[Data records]
■ ■ ■ ■

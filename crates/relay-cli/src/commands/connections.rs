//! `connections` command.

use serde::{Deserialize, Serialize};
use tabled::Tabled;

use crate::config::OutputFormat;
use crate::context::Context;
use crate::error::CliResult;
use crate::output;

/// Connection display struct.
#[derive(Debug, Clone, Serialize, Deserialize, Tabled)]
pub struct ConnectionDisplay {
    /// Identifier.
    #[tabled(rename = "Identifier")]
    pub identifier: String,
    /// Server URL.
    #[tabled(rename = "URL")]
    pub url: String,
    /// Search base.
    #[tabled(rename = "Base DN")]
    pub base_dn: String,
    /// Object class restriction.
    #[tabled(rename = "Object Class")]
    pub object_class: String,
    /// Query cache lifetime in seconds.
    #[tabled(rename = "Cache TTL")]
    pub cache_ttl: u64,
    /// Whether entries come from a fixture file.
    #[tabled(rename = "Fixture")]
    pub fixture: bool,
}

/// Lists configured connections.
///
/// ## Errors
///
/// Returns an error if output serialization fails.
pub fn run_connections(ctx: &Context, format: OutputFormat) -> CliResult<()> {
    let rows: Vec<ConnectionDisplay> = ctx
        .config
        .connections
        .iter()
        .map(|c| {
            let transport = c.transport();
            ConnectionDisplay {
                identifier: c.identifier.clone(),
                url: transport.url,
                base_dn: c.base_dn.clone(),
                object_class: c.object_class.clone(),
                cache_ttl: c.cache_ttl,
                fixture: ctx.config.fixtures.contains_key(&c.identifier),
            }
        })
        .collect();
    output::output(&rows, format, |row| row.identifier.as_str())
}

■ ■ ■ ■

Once you have read the entries, write them all out again exactly.

### Task response
filename crates/relay-cli/src/commands/connections.rs
//! `connections` command.

use serde::{Deserialize, Serialize};
use tabled::Tabled;

use crate::config::OutputFormat;
use crate::context::Context;
use crate::error::CliResult;
use crate::output;

/// Connection display struct.
#[derive(Debug, Clone, Serialize, Deserialize, Tabled)]
pub struct ConnectionDisplay {
    /// Identifier.
    #[tabled(rename = "Identifier")]
    pub identifier: String,
    /// Server URL.
    #[tabled(rename = "URL")]
    pub url: String,
    /// Search base.
    #[tabled(rename = "Base DN")]
    pub base_dn: String,
    /// Object class restriction.
    #[tabled(rename = "Object Class")]
    pub object_class: String,
    /// Query cache lifetime in seconds.
    #[tabled(rename = "Cache TTL")]
    pub cache_ttl: u64,
    /// Whether entries come from a fixture file.
    #[tabled(rename = "Fixture")]
    pub fixture: bool,
}

/// Lists configured connections.
///
/// ## Errors
///
/// Returns an error if output serialization fails.
pub fn run_connections(ctx: &Context, format: OutputFormat) -> CliResult<()> {
    let rows: Vec<ConnectionDisplay> = ctx
        .config
        .connections
        .iter()
        .map(|c| {
            let transport = c.transport();
            ConnectionDisplay {
                identifier: c.identifier.clone(),
                url: transport.url,
                base_dn: c.base_dn.clone(),
                object_class: c.object_class.clone(),
                cache_ttl: c.cache_ttl,
                fixture: ctx.config.fixtures.contains_key(&c.identifier),
            }
        })
        .collect();
    output::output(&rows, format, |row| row.identifier.as_str())
}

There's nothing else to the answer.